1 Motor axons were injected ionophoretically with one of five Ca²⁺‐sensitive dyes (fluo‐3, Calcium Green‐2, Calcium Green‐5N, fluo‐3FF and Oregon Green BAPTA‐5N). Changes in fluorescence (ΔF/F_rest) within motor terminal boutons following a single action potential and brief stimulus trains were monitored with high temporal resolution using a confocal microscope. 2 Stimulation‐induced increases in ΔF/F_rest were confined primarily to boutons, with roughly uniform increases in all the boutons of a terminal. The increase in ΔF/F_rest began prior to, and decayed more slowly than, the endplate potential (EPP) recorded in the underlying muscle fibre. ΔF/F_rest was graded with bath [Ca²⁺]. Both ΔF/F_rest and the EPP were reduced, but not eliminated, by ω‐conotoxin GVIA (5–10 μm). 3 For dyes with lower affinity for Ca²⁺ (e.g.
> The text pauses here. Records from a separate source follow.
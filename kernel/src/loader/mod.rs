//! Dual-format executable loader: detects ELF32 i386 vs. flat "CUPD",
//! reserves and zeroes the target physical region, copies the image in,
//! and hands off to [`crate::process::ProcessManager`].

pub mod elf;
pub mod flat;

use crate::config::DEFAULT_STACK_SIZE;
use crate::error::{KernelError, KernelResult};
use crate::kernel::Kernel;
use crate::memory::frame_allocator;
use crate::process::{ImageRegion, ImageSource, SavedRegisters};
use alloc::string::String;

/// Loads `file` (already read in full from the VFS) as a new process and
/// yields immediately so it gets a slice, per spec. Returns the new pid.
pub fn load(kernel: &mut Kernel, name: &str, file: &[u8], argv: Option<String>) -> KernelResult<u32> {
    if file.len() >= 4 && file[0..4] == elf::ELF_MAGIC {
        load_elf(kernel, name, file, argv)
    } else if file.len() >= 4 && u32::from_le_bytes([file[0], file[1], file[2], file[3]]) == flat::CUPD_MAGIC {
        load_flat(kernel, name, file, argv)
    } else {
        Err(KernelError::Invalid)
    }
}

fn load_elf(kernel: &mut Kernel, name: &str, file: &[u8], argv: Option<String>) -> KernelResult<u32> {
    let image = elf::decode(file)?;
    frame_allocator::reserve_region(image.span_base, image.span_size)?;

    // reserve_region rounds [span_base, span_base+span_size) outward to
    // page boundaries before claiming frames; zero that whole aligned
    // range; otherwise the alignment-gap bytes at the edges of the
    // first/last page keep whatever the previous owner left there.
    let (aligned_base, aligned_end) = frame_allocator::aligned_bounds(image.span_base, image.span_size)?;

    // SAFETY: the region was just reserved by this call and is not yet
    // visible to any other process; zeroing and writing segment data
    // into it is exclusive.
    unsafe {
        core::ptr::write_bytes(aligned_base as *mut u8, 0, (aligned_end - aligned_base) as usize);
        image.copy_segments_into(image.span_base);
    }

    let pid = match spawn(
        kernel,
        name,
        crate::config::DEFAULT_PRIORITY,
        argv,
        image.entry,
        ImageRegion {
            base: image.span_base,
            size: image.span_size,
            source: ImageSource::ReservedFrames,
        },
        DEFAULT_STACK_SIZE * crate::config::ELF_STACK_MULTIPLIER,
    ) {
        Ok(pid) => pid,
        Err(e) => {
            let _ = frame_allocator::release_region(image.span_base, image.span_size);
            return Err(e);
        }
    };

    kernel.process.yield_point();
    Ok(pid)
}

fn load_flat(kernel: &mut Kernel, name: &str, file: &[u8], argv: Option<String>) -> KernelResult<u32> {
    let image = flat::decode(file)?;
    let size = image.header.total_size() as usize;

    // Flat images get one heap block rather than a reserved frame span —
    // the "allocate one heap block of the total size" branch in §4.9,
    // distinct from ELF's identity-mapped frame reservation.
    let layout = core::alloc::Layout::from_size_align(size, crate::config::PAGE_SIZE as usize)
        .map_err(|_| KernelError::Invalid)?;
    // SAFETY: `layout` has nonzero size (validated by `flat::decode`).
    let ptr = unsafe { alloc::alloc::alloc(layout) };
    if ptr.is_null() {
        return Err(KernelError::NoSpace);
    }
    // SAFETY: `ptr` is a freshly allocated, exclusively owned block of
    // at least `image.bytes.len()` bytes.
    unsafe {
        core::ptr::copy_nonoverlapping(image.bytes.as_ptr(), ptr, image.bytes.len());
    }

    let base = ptr as u32;
    let entry = base + image.header.entry_offset;
    let pid = spawn(
        kernel,
        name,
        crate::config::DEFAULT_PRIORITY,
        argv,
        entry,
        ImageRegion {
            base,
            size: size as u32,
            source: ImageSource::HeapBlock,
        },
        DEFAULT_STACK_SIZE,
    )?;

    kernel.process.yield_point();
    Ok(pid)
}

fn spawn(
    kernel: &mut Kernel,
    name: &str,
    priority: u8,
    argv: Option<String>,
    entry: u32,
    image: ImageRegion,
    stack_size: usize,
) -> KernelResult<u32> {
    let pid = kernel.process.create_with_arg(name, priority, argv)?;
    kernel.process.set_image(pid, image)?;
    let pcb = kernel.process.get_mut(pid).ok_or(KernelError::NotFound)?;
    pcb.stack_size = stack_size as u32;
    pcb.registers = SavedRegisters {
        eip: entry,
        ..SavedRegisters::default()
    };
    Ok(pid)
}

#[cfg(test)]
mod tests {
    use super::*;

    #[test_case]
    fn rejects_unrecognized_magic() {
        let mut kernel = Kernel::new();
        assert_eq!(
            load(&mut kernel, "x", &[0, 0, 0, 0], None).unwrap_err(),
            KernelError::Invalid
        );
    }

    #[test_case]
    fn loads_a_flat_binary_and_schedules_it() {
        let mut kernel = Kernel::new();
        let mut file = alloc::vec::Vec::new();
        file.extend_from_slice(&flat::CUPD_MAGIC.to_le_bytes());
        file.extend_from_slice(&0u32.to_le_bytes()); // entry_offset
        file.extend_from_slice(&4u32.to_le_bytes()); // code_size
        file.extend_from_slice(&0u32.to_le_bytes()); // data_size
        file.extend_from_slice(&0u32.to_le_bytes()); // bss_size
        file.extend_from_slice(&[0x90; 4]);

        let before = kernel.process.current_pid();
        let pid = load(&mut kernel, "flat-test", &file, None).unwrap();
        assert!(kernel.process.get(pid).is_some());
        // yield_point only acts on a pending flag; a freshly created
        // process doesn't preempt the caller without one.
        assert_eq!(kernel.process.current_pid(), before);
    }
}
Oregon Green BAPTA‐5N, K_d≈ mm) stimulation‐induced increases in ΔF/F_rest were measured in the presence of the K⁺ channel blocker 3,4‐diaminopyridine (3,4‐DAP, 100 mm). During brief stimulus trains (4 at 50 Hz) in 3,4‐DAP, the EPP exhibited profound depression, but the fluorescence increase associated with each stimulus showed little decrement, suggesting that depression was not mediated by a reduction in Ca²⁺ entry. 4 For dyes with a higher affinity for Ca²⁺ (e.g. fluo‐3, K_d≈ 0.5–1 μm) stimulation‐induced increases in ΔF/F_rest could also be measured in normal physiological saline. Increases in ΔF/F_rest were much greater with 3,4‐DAP present, but the amplitude decreased with successive stimuli due to partial dye saturation. 5 Calculations suggested that following a single action potential the average [Ca²⁺] within a bouton increased by up to 150 nm in normal saline and 940 nM in 3,4‐DAP. With low affinity dyes the ΔF/F_rest measured near the membrane had a higher peak amplitude and a faster early decay than that measured in the centre of the bouton, suggesting that substantial spatial [Ca²⁺] gradients exist within boutons for at least 15 ms following stimulation.